We are in familiar Eugene O’Neill, Sam Shepard and Tracy Letts territory and theatregoers can enjoy watching actors being volatile, verbally and physically.
The setting is a crumbling plantation house in Arkansas, the ancestral home of the Lafayette family. Father has just died. The house is up for sale. The contents are up for auction. The stage is filled with bric-a-brac.
The family is there to divide the inheritance, a heritage which was built on slavery. One of the spoils is a photograph album which contains a collection of pictures of dead black men who had been lynched.
Was dad a racist? Was he a member of the Ku Klux Klan? Was he an anti-Semite? And what should be done with the photograph album? Should it be destroyed? Should it be kept? Should it be sold? It could be worth a lot of money.
The family is headed by a vicious matriarch (Monica Dolan in splendid form), a loathsome widow with incestuous feelings for her teenage son.
She has two brothers. Bo (Steven Mackintosh) is in financial troubles. Francois (Edward Hogg), a manic oddball, a former paedophile (he had sex with a 13-year-old girl) and a former drug addict, hasn’t been around in ten years. He seeks redemption and forgiveness.
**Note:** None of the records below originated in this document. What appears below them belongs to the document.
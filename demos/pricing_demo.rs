// demos/pricing_demo.rs

//! Demonstration of Black-Scholes call pricing
//!
//! This example shows how to:
//! 1. Price the calculator's default inputs
//! 2. Compare the two normal CDF providers
//! 3. Walk a spot ladder and watch price and d1/d2 move
//! 4. Handle rejected inputs

use anyhow::Result;
use bs_calculator::{
    price_call, shell::format_quote, BlackScholesCall, CallInputs, DisplayConfig, ErfNormal,
    InputDefaults, PricingError, StatrsNormal,
};

fn main() -> Result<()> {
    println!("Black-Scholes Call Pricing Demo");
    println!("===============================");

    let inputs: CallInputs = InputDefaults::default().into();
    println!(
        "Inputs: S={} K={} T={} r={} sigma={}",
        inputs.spot, inputs.strike, inputs.years_to_exp, inputs.rate, inputs.volatility
    );

    println!("\nStep 1: Pricing with the default provider...");
    let quote = price_call(
        inputs.spot,
        inputs.strike,
        inputs.years_to_exp,
        inputs.rate,
        inputs.volatility,
    )?;
    print!("{}", format_quote(&quote, &DisplayConfig::default()));

    println!("\nStep 2: Comparing CDF providers...");
    let erf = BlackScholesCall::new(ErfNormal).price(&inputs)?;
    let statrs = BlackScholesCall::new(StatrsNormal::new()).price(&inputs)?;
    println!("  erf:    {:.12}", erf.price);
    println!("  statrs: {:.12}", statrs.price);
    println!("  diff:   {:.3e}", (erf.price - statrs.price).abs());

    println!("\nStep 3: Spot ladder...");
    println!("{:>8} {:>10} {:>10} {:>10}", "Spot", "Price", "d1", "d2");
    println!("{}", "-".repeat(41));
    for spot in [80.0, 90.0, 95.0, 100.0, 110.0, 120.0] {
        let q = BlackScholesCall::standard().price(&CallInputs { spot, ..inputs })?;
        println!("{:>8.2} {:>10.4} {:>10.4} {:>10.4}", spot, q.price, q.d1, q.d2);
    }

    println!("\nStep 4: Rejected inputs...");
    match price_call(100.0, 95.0, 0.0, 0.05, 0.2) {
        Err(PricingError::InvalidInput(msg)) => println!("  T=0 rejected: {}", msg),
        Ok(q) => println!("  unexpected quote: {:?}", q),
    }

    Ok(())
}
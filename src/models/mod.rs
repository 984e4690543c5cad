pub mod bs;
pub mod normal;

/// Common traits used by the pricing models
pub mod traits {
    /// Standard normal cumulative distribution function Φ(x).
    ///
    /// Implementations must be monotone in `x`, satisfy `Φ(0) = 0.5` and
    /// `Φ(-x) = 1 - Φ(x)`, and stay within 1e-9 of the exact value for
    /// `|x| <= 10`. Infinite arguments map to 0 or 1; NaN propagates.
    pub trait NormalCdf: Send + Sync {
        fn cdf(&self, x: f64) -> f64;

        /// Short identifier used in logs and configuration
        fn name(&self) -> &'static str;
    }

    impl<T: NormalCdf + ?Sized> NormalCdf for &T {
        fn cdf(&self, x: f64) -> f64 {
            (**self).cdf(x)
        }

        fn name(&self) -> &'static str {
            (**self).name()
        }
    }
}
//! bs-calc - interactive Black-Scholes call calculator
//!
//! Prompts for spot, strike, time to expiration, risk-free rate and
//! volatility, prints d1, d2 and the call price, and repeats on request.
//! Logs go to stderr and are controlled by `RUST_LOG` (default `warn`).

use std::io;
use std::path::PathBuf;

use anyhow::{anyhow, Context, Result};
use clap::Parser;
use tracing::info;

use bs_calculator::shell::{Session, MODEL_DESCRIPTION};
use bs_calculator::{default_configs, CalculatorConfig, CdfProvider};

/// Black-Scholes call option calculator
#[derive(Parser)]
#[command(name = "bs-calc")]
#[command(author, version, about, long_about = None)]
struct Cli {
    /// TOML configuration file
    #[arg(short, long)]
    config: Option<PathBuf>,

    /// Start from the form preset (pre-filled defaults, input minimums)
    #[arg(long, conflicts_with = "config")]
    form: bool,

    /// Normal CDF provider: erf or statrs
    #[arg(long)]
    cdf: Option<String>,

    /// Print a description of the model and exit
    #[arg(long)]
    about: bool,

    /// Log pricing details at debug level
    #[arg(short, long)]
    verbose: bool,
}

fn main() -> Result<()> {
    let cli = Cli::parse();

    let default_level = if cli.verbose { "debug" } else { "warn" };
    tracing_subscriber::fmt()
        .with_env_filter(
            tracing_subscriber::EnvFilter::try_from_default_env()
                .unwrap_or_else(|_| tracing_subscriber::EnvFilter::new(default_level)),
        )
        .with_target(false)
        .with_writer(io::stderr)
        .init();

    if cli.about {
        print!("{}", MODEL_DESCRIPTION);
        return Ok(());
    }

    let mut config: CalculatorConfig = match &cli.config {
        Some(path) => CalculatorConfig::from_file(path)
            .with_context(|| format!("loading {}", path.display()))?,
        None if cli.form => default_configs::form(),
        None => default_configs::console(),
    };

    if let Some(name) = &cli.cdf {
        config.cdf = CdfProvider::parse(name)
            .ok_or_else(|| anyhow!("unknown CDF provider {:?} (expected erf or statrs)", name))?;
    }

    info!(cdf = ?config.cdf, accept_blank = config.accept_blank, "starting calculator");

    let stdin = io::stdin();
    let mut session = Session::new(stdin.lock(), io::stdout(), config);
    session.run()?;
    Ok(())
}
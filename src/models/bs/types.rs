use crate::error::{PricingError, PricingResult};

/// Market inputs for a single European call valuation
#[derive(Debug, Clone, Copy, PartialEq)]
#[cfg_attr(feature = "serde", derive(serde::Serialize, serde::Deserialize))]
pub struct CallInputs {
    /// Spot price of the underlying (S)
    pub spot: f64,
    /// Strike price (K)
    pub strike: f64,
    /// Time to expiration in years (T)
    pub years_to_exp: f64,
    /// Continuously compounded risk-free rate (r), may be negative
    pub rate: f64,
    /// Annualised volatility as decimal (σ), e.g. 0.2 for 20%
    pub volatility: f64,
}

impl CallInputs {
    pub fn new(spot: f64, strike: f64, years_to_exp: f64, rate: f64, volatility: f64) -> Self {
        Self {
            spot,
            strike,
            years_to_exp,
            rate,
            volatility,
        }
    }

    /// Rejects a spot, strike, expiry or volatility that is not a finite
    /// positive number, and a rate that is not finite.
    ///
    /// The rate may be negative.
    pub fn validate(&self) -> PricingResult<()> {
        require_positive("spot", self.spot)?;
        require_positive("strike", self.strike)?;
        require_positive("time to expiration", self.years_to_exp)?;
        require_finite("rate", self.rate)?;
        require_positive("volatility", self.volatility)?;
        Ok(())
    }
}

fn require_finite(field: &str, value: f64) -> PricingResult<()> {
    if !value.is_finite() {
        return Err(PricingError::InvalidInput(format!(
            "{} must be finite, got {}",
            field, value
        )));
    }
    Ok(())
}

fn require_positive(field: &str, value: f64) -> PricingResult<()> {
    if value.is_nan() || value <= 0.0 {
        return Err(PricingError::InvalidInput(format!(
            "{} must be positive, got {}",
            field, value
        )));
    }
    require_finite(field, value)
}

/// Call price together with the standardised intermediates of the formula
#[derive(Debug, Clone, Copy, PartialEq)]
#[cfg_attr(feature = "serde", derive(serde::Serialize, serde::Deserialize))]
pub struct CallQuote {
    pub price: f64,
    pub d1: f64,
    pub d2: f64,
}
He is accompanied by his pregnant girl friend.
Nobody is calm. The production remains highly-charged throughout and they all end up in a farcically over-the-top hair-pulling fight. The director, Ola Ince, encourages the actors to shout and scream. Even the sound effects, which punctuate the scenes, shriek.
In an extended coda the empty house becomes the leading character, noisily haunted by the spirits of ancestors and slaves. The racket they and the cicadas make is tremendous.